June 18— There have been more sensational revelations about British state-sponsored terrorism in Northern Ireland following the publication on Apr. 17 of an official report — by Metropolitan Police chief Sir John Stevens — that found that British army agents were directly involved in the killing of civil rights lawyer Patrick Finucane in 1989.

More evidence has come to light which shows that the level of British security service infiltration and dominance within Loyalist terrorist groups in Northern Ireland was of staggering proportions. Stevens’ revelations prompted Tom McGurk, writing in the Apr. 20 Irish Sunday Business Post, to conclude that “almost all of the Loyalist paramilitary activity over the last 30 years was largely, secretly and carefully controlled and organized by British intelligence.” The Stevens’ Report identified a man called Brian Nelson as being instrumental in the killing of Finucane in 1989. Nelson was an agent for British intelligence.

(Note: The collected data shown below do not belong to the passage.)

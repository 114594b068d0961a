use tracing::debug;

use crate::automaton::{Dfa, State, StateIndex};

/// Upper bound on the number of states produced by [`generate_random_dfa`].
pub const DEFAULT_MAX_STATES: usize = 32;

/// Uses a sprout-like algorithm to generate a random, possibly partial, [`Dfa`] over the
/// symbols `0..symbols` with random acceptance. The algorithm is as follows:
/// 1. Start with a single state.
/// 2. For each state and each symbol, leave the transition undefined with probability
///    `missing`. Otherwise go through the existing states in order and with probability
///    `probability` add an edge to that state.
/// 3. If no edge was added, insert an edge to a new state, unless there are already
///    `max_states` states, in which case a uniformly drawn existing state is used.
/// 4. Repeat until all states and symbols have been treated.
pub fn generate_random_dfa_with(
    rng: &mut fastrand::Rng,
    symbols: usize,
    max_states: usize,
    probability: f64,
    missing: f64,
) -> Dfa {
    assert!(max_states > 0, "an automaton needs at least one state");
    let mut states = vec![State::new(rng.bool())];
    let mut current: StateIndex = 0;

    while current < states.len() {
        'symbols: for sym in 0..symbols {
            if rng.f64() < missing {
                continue;
            }

            for target in 0..states.len() {
                if rng.f64() < probability {
                    states[current].add_transition(sym, target);
                    continue 'symbols;
                }
            }

            let target = if states.len() < max_states {
                states.push(State::new(rng.bool()));
                states.len() - 1
            } else {
                rng.usize(..states.len())
            };
            states[current].add_transition(sym, target);
        }
        current += 1;
    }

    debug!("generated random automaton with {} states", states.len());
    Dfa::new(states, 0, (0..symbols).collect())
}

/// Works as [`generate_random_dfa_with`] with a fresh random number generator, at most
/// [`DEFAULT_MAX_STATES`] states and one in ten transitions missing.
pub fn generate_random_dfa(symbols: usize, probability: f64) -> Dfa {
    generate_random_dfa_with(
        &mut fastrand::Rng::new(),
        symbols,
        DEFAULT_MAX_STATES,
        probability,
        0.1,
    )
}

#[cfg(test)]
mod tests {
    use super::{generate_random_dfa, generate_random_dfa_with};

    #[test]
    fn random_automata_are_well_formed() {
        let mut rng = fastrand::Rng::with_seed(42);
        for _ in 0..50 {
            let dfa = generate_random_dfa_with(&mut rng, 3, 12, 0.3, 0.2);
            assert!(dfa.size() <= 12);
            assert_eq!(dfa.alphabet(), &[0, 1, 2]);
            assert!(dfa.num_transitions() <= 3 * dfa.size());
        }

        let complete = generate_random_dfa_with(&mut rng, 2, 8, 0.5, 0.0);
        assert!(complete.is_complete());

        let dfa = generate_random_dfa(2, 0.4);
        assert!(dfa.size() <= super::DEFAULT_MAX_STATES);
    }
}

On Apr. 20, the British Observer named Ned Greer as another British spy who was “at the helm of a death squad.” Greer was a member of the army’s Force Research Unit (FRU) operating within the terrorist Ulster Defense Association. Greer passed information to the UDA that was used to select leading republicans to be killed. These killings included local councilor Eddie Fullerton in May 1991 and Padraig O’Seanachain in August 1991.

‘Stakeknife’

Following the Greer revelation, several reputable Irish newspapers in late April named Northern Ireland resident Alfredo Scappaticci as being a British agent within the Irish Republican Army, codenamed “Stakeknife.” Scappaticci, who rose to the top echelons of the IRA in his 25-year career, is accused of being involved in the killing of up to 40 people, all with British government approval. This included the assassination of three unarmed republicans in 1988 by an undercover SAS hit squad in Gibraltar (a British protectorate).

Stakeknife’s victims are said to have included civilians and members of the British Army, killed to protect his cover. There is no 007-like “license to kill” in British or Irish law which allows British agents to kill like this. Stakeknife was a state-sponsored serial murderer. However, Scappaticci’s identification as Stakeknife may be an elaborate British counter-intelligence propaganda operation. Anonymous British “officials” have “confirmed” that Scappaticci is Stakeknife. However, the May 15 British Guardian reported that the journalists who first identified Stakeknife are now saying that there have been so many conflicting stories “riddled with spin and black propaganda” from so many official sources that it is now difficult to know who is telling the truth. Scappaticci denies that he is Stakeknife.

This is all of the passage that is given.